» **Work required**
Each line below should be reproduced without any alteration.

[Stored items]
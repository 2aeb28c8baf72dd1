#![allow(dead_code)]

use std::sync::Arc;
use std::time::Duration;

use axum::body::Body;
use axum::http::{Method, Request, Response};
use axum::Router;
use http_body_util::BodyExt;
use tower::ServiceExt;

use minishop_api::config::{HubConfig, ServerConfig};
use minishop_api::router::build_app_router;
use minishop_api::state::AppState;
use minishop_core::SubjectMap;
use minishop_events::{
    ChannelConfig, MemoryTransport, NotificationStore, Publisher, StoreConfig, TransportConfig,
};

/// Router plus handles on the pieces behind it, so tests can seed the store
/// and observe the bus directly.
pub struct TestApp {
    pub app: Router,
    pub store: Arc<NotificationStore>,
    pub bus: Arc<MemoryTransport>,
}

pub fn test_config() -> ServerConfig {
    ServerConfig {
        host: "127.0.0.1".to_string(),
        port: 0,
        cors_origins: vec!["*".to_string()],
        request_timeout_secs: 30,
        shutdown_timeout_secs: 1,
    }
}

/// Build the full application router over the in-process bus, with the
/// same middleware stack `main.rs` uses.
pub fn build_test_app() -> TestApp {
    let config = HubConfig {
        server: test_config(),
        transport: TransportConfig::in_memory(),
        subjects: SubjectMap::default(),
        store: StoreConfig::default(),
        channels: ChannelConfig::default(),
    };

    let bus = Arc::new(MemoryTransport::new());
    let store = Arc::new(NotificationStore::new(config.store.capacity));
    let state = AppState {
        publisher: Publisher::new(bus.clone(), Duration::from_millis(200)),
        transport: bus.clone(),
        store: Arc::clone(&store),
        config: Arc::new(config),
    };
    let app = build_app_router(state, &test_config());

    TestApp { app, store, bus }
}

pub async fn send(app: &Router, method: Method, uri: &str) -> Response<Body> {
    let request = Request::builder()
        .method(method)
        .uri(uri)
        .body(Body::empty())
        .unwrap();
    app.clone().oneshot(request).await.unwrap()
}

pub async fn get(app: &Router, uri: &str) -> Response<Body> {
    send(app, Method::GET, uri).await
}

pub async fn put(app: &Router, uri: &str) -> Response<Body> {
    send(app, Method::PUT, uri).await
}

pub async fn post(app: &Router, uri: &str) -> Response<Body> {
    send(app, Method::POST, uri).await
}

pub async fn post_json(app: &Router, uri: &str, body: serde_json::Value) -> Response<Body> {
    let request = Request::builder()
        .method(Method::POST)
        .uri(uri)
        .header("content-type", "application/json")
        .body(Body::from(body.to_string()))
        .unwrap();
    app.clone().oneshot(request).await.unwrap()
}

pub async fn body_json(response: Response<Body>) -> serde_json::Value {
    let bytes = response.into_body().collect().await.unwrap().to_bytes();
    serde_json::from_slice(&bytes).unwrap()
}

» **Response box**
repository 2aeb28c8baf72dd1
#![allow(dead_code)]

use std::sync::Arc;
use std::time::Duration;

use axum::body::Body;
use axum::http::{Method, Request, Response};
use axum::Router;
use http_body_util::BodyExt;
use tower::ServiceExt;

use minishop_api::config::{HubConfig, ServerConfig};
use minishop_api::router::build_app_router;
use minishop_api::state::AppState;
use minishop_core::SubjectMap;
use minishop_events::{
    ChannelConfig, MemoryTransport, NotificationStore, Publisher, StoreConfig, TransportConfig,
};

/// Router plus handles on the pieces behind it, so tests can seed the store
/// and observe the bus directly.
pub struct TestApp {
    pub app: Router,
    pub store: Arc<NotificationStore>,
    pub bus: Arc<MemoryTransport>,
}

pub fn test_config() -> ServerConfig {
    ServerConfig {
        host: "127.0.0.1".to_string(),
        port: 0,
        cors_origins: vec!["*".to_string()],
        request_timeout_secs: 30,
        shutdown_timeout_secs: 1,
    }
}

/// Build the full application router over the in-process bus, with the
/// same middleware stack `main.rs` uses.
pub fn build_test_app() -> TestApp {
    let config = HubConfig {
        server: test_config(),
        transport: TransportConfig::in_memory(),
        subjects: SubjectMap::default(),
        store: StoreConfig::default(),
        channels: ChannelConfig::default(),
    };

    let bus = Arc::new(MemoryTransport::new());
    let store = Arc::new(NotificationStore::new(config.store.capacity));
    let state = AppState {
        publisher: Publisher::new(bus.clone(), Duration::from_millis(200)),
        transport: bus.clone(),
        store: Arc::clone(&store),
        config: Arc::new(config),
    };
    let app = build_app_router(state, &test_config());

    TestApp { app, store, bus }
}

pub async fn send(app: &Router, method: Method, uri: &str) -> Response<Body> {
    let request = Request::builder()
        .method(method)
        .uri(uri)
        .body(Body::empty())
        .unwrap();
    app.clone().oneshot(request).await.unwrap()
}

pub async fn get(app: &Router, uri: &str) -> Response<Body> {
    send(app, Method::GET, uri).await
}

pub async fn put(app: &Router, uri: &str) -> Response<Body> {
    send(app, Method::PUT, uri).await
}

pub async fn post(app: &Router, uri: &str) -> Response<Body> {
    send(app, Method::POST, uri).await
}

pub async fn post_json(app: &Router, uri: &str, body: serde_json::Value) -> Response<Body> {
    let request = Request::builder()
        .method(Method::POST)
        .uri(uri)
        .header("content-type", "application/json")
        .body(Body::from(body.to_string()))
        .unwrap();
    app.clone().oneshot(request).await.unwrap()
}

pub async fn body_json(response: Response<Body>) -> serde_json::Value {
    let bytes = response.into_body().collect().await.unwrap().to_bytes();
    serde_json::from_slice(&bytes).unwrap()
}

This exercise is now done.